*ABOUT THIS EXERCISE:* Below is a block of records. Copy every line in it that contains the word "Receiver".

^^^^^^^^

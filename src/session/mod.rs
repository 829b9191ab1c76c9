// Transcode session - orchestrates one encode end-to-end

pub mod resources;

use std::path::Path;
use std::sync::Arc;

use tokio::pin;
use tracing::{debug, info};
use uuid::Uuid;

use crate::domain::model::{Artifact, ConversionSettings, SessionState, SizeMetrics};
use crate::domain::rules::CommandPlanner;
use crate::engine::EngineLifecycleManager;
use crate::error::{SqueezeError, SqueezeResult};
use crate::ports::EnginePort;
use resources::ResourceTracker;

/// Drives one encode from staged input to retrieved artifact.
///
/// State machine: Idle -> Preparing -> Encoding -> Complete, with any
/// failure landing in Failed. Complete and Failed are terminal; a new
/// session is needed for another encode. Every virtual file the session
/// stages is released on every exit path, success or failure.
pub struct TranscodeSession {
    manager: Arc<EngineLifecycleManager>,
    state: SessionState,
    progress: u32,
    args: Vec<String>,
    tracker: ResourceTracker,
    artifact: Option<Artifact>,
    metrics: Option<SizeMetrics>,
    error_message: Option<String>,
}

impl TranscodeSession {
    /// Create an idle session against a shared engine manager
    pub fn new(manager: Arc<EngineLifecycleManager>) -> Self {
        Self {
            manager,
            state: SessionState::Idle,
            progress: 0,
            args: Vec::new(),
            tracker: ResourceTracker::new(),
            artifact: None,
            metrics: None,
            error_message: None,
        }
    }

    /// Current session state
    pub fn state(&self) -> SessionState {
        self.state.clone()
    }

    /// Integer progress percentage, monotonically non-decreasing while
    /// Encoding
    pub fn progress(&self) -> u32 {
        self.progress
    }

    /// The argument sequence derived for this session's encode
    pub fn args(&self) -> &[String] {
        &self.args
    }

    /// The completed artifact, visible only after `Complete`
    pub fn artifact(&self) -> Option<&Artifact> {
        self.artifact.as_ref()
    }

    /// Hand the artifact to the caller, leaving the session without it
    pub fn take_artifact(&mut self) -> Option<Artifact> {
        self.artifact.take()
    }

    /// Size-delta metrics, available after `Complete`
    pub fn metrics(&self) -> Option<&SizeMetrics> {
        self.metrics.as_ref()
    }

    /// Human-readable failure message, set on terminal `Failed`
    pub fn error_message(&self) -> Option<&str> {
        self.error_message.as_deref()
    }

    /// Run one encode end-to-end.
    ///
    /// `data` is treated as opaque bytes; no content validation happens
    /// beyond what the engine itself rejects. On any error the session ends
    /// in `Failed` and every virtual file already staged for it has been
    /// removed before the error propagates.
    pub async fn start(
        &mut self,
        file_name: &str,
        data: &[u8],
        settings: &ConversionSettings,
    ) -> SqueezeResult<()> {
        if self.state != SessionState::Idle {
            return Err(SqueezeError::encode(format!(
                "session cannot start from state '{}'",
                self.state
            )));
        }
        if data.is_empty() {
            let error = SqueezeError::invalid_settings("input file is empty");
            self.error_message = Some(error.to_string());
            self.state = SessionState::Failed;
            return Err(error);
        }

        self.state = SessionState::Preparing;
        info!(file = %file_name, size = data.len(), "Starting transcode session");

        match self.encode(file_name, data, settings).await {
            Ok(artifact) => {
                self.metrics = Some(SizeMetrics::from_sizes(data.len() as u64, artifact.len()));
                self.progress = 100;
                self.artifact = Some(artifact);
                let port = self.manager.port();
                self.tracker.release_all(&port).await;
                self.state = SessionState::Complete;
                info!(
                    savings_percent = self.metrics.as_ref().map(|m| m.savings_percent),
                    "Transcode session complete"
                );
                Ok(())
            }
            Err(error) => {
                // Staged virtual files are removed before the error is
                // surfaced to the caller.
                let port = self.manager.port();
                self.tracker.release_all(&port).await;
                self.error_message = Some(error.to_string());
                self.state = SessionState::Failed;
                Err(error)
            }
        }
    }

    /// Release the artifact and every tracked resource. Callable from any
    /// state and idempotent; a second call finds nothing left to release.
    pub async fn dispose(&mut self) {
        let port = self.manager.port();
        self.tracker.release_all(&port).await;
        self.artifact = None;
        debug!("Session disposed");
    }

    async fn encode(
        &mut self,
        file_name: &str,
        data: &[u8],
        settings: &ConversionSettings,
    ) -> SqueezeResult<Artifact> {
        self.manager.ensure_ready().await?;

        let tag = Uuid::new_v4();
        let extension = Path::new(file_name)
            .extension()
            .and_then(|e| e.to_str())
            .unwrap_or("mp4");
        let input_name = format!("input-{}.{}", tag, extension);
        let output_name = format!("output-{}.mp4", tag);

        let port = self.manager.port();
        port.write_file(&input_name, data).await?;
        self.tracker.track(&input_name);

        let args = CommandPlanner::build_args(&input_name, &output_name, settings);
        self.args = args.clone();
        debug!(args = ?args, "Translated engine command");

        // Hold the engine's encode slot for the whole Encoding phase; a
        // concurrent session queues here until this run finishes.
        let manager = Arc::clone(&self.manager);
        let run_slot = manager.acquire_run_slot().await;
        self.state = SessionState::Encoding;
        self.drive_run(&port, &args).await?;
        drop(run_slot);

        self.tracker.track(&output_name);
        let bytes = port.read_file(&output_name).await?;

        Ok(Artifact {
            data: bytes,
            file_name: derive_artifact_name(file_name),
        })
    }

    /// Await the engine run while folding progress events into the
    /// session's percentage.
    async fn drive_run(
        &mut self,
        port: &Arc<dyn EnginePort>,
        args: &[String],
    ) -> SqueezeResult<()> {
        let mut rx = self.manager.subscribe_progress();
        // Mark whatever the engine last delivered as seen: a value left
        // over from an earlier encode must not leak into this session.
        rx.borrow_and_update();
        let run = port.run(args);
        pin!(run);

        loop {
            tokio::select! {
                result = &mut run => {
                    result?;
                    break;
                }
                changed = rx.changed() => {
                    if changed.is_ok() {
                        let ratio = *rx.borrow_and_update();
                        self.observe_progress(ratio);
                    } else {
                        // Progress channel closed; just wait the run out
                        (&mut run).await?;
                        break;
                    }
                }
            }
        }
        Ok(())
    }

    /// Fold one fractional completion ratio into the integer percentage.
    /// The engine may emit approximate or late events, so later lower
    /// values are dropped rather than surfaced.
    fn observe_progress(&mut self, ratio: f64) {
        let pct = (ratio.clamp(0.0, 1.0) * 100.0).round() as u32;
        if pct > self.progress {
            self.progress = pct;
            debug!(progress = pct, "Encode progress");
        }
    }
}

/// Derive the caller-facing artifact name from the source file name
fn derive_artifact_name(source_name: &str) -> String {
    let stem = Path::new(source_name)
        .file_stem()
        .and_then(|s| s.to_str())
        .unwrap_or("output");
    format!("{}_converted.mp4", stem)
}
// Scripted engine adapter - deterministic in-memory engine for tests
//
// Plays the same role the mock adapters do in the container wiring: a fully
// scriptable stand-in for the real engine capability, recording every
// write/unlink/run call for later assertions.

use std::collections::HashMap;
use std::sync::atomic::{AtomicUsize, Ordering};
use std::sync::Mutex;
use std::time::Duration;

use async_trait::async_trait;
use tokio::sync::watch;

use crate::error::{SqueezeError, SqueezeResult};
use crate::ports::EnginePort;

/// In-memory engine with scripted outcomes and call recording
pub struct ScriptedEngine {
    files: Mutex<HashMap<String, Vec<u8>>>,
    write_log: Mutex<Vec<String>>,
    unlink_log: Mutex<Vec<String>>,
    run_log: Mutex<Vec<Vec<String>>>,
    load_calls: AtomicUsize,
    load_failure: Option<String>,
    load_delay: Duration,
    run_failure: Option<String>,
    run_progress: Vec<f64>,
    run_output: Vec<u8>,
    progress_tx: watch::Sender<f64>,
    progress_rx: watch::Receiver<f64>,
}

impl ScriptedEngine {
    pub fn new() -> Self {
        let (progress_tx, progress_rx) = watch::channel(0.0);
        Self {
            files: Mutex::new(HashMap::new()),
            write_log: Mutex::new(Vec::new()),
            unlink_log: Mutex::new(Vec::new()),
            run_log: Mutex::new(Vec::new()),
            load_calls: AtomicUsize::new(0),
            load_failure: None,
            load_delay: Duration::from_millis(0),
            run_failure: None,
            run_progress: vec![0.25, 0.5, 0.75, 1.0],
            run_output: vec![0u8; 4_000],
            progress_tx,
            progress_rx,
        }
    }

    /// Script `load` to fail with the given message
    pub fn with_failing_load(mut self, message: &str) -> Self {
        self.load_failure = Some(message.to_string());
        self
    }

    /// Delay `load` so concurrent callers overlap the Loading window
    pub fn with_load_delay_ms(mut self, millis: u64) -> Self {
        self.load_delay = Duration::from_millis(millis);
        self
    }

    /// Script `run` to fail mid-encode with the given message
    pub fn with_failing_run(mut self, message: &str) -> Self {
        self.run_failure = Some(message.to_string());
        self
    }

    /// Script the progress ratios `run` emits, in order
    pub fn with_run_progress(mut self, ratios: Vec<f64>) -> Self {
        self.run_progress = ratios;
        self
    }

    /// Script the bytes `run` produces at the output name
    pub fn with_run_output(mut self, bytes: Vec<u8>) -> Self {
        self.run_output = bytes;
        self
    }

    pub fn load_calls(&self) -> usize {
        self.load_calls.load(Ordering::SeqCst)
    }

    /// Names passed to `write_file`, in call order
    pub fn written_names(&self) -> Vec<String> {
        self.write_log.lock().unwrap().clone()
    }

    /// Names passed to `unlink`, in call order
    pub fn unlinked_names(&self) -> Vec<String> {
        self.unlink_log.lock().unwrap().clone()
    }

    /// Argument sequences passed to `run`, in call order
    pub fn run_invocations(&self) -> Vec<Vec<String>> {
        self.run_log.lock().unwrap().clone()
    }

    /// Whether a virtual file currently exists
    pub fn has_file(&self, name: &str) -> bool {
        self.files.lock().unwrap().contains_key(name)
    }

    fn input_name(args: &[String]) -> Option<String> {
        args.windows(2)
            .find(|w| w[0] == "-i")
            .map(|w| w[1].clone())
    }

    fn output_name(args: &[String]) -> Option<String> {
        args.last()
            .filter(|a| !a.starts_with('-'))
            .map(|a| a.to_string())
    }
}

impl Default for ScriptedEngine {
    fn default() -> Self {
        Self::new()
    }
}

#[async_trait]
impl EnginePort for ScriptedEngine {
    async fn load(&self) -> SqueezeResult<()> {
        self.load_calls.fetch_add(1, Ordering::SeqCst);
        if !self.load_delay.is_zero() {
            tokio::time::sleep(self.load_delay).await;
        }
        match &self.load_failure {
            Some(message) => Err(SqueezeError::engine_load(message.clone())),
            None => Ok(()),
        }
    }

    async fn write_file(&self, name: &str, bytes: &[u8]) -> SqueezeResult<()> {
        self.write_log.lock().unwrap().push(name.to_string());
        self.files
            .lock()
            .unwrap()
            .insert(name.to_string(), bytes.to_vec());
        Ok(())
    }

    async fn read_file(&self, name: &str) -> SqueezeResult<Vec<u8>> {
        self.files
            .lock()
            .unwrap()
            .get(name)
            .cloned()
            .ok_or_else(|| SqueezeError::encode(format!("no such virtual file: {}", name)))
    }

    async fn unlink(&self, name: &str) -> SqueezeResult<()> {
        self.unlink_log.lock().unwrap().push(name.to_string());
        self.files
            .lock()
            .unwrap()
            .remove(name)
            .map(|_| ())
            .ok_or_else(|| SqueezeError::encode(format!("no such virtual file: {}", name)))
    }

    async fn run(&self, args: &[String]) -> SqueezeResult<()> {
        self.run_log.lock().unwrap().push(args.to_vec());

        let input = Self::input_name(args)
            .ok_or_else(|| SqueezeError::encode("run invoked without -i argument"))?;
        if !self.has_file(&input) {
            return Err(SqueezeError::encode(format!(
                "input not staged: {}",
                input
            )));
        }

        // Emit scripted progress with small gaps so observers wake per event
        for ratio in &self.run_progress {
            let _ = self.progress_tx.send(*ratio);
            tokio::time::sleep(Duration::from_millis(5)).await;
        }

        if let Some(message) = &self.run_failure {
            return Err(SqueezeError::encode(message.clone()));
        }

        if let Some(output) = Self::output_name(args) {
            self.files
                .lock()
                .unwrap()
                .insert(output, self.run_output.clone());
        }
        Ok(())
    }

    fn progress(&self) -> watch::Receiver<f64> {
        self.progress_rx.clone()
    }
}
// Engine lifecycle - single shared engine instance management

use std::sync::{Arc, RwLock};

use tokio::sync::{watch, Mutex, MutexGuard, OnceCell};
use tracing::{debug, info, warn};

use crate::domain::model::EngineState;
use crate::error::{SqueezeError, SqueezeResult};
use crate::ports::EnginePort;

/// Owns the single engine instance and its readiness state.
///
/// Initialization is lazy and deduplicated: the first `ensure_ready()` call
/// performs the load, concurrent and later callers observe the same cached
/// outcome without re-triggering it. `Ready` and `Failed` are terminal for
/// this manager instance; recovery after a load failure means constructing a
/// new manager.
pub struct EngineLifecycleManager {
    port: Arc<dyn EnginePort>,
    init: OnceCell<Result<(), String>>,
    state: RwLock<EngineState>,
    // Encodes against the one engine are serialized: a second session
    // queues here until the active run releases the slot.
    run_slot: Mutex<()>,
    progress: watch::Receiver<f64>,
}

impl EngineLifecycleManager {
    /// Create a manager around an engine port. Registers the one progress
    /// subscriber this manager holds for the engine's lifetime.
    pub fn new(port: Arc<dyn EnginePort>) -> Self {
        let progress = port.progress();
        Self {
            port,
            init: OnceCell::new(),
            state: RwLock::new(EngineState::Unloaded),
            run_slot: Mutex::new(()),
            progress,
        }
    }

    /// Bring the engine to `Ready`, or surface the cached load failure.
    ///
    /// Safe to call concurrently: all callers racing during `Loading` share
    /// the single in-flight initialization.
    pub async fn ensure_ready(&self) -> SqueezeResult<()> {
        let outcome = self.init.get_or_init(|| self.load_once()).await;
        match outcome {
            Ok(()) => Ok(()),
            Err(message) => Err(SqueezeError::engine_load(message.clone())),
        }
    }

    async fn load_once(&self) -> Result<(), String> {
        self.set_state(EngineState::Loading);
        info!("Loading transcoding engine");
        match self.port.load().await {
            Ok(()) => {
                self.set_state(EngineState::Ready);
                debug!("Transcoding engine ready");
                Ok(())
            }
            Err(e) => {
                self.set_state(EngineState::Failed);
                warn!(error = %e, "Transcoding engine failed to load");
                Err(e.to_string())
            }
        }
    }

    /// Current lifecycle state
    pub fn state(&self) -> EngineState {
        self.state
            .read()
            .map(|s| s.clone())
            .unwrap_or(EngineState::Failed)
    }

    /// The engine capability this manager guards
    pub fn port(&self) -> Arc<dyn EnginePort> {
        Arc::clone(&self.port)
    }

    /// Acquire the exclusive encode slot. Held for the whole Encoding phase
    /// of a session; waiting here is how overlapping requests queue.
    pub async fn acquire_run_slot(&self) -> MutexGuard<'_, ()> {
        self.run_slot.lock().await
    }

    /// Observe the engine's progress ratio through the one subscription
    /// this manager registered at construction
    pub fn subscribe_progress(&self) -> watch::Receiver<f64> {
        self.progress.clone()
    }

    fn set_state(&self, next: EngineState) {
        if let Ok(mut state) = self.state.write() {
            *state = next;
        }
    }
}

^^^^^^^^

*RESPONSE TO THE TASK:*
    progress_rx: watch::Receiver<f64>,
    fn progress(&self) -> watch::Receiver<f64> {
    progress: watch::Receiver<f64>,
    pub fn subscribe_progress(&self) -> watch::Receiver<f64> {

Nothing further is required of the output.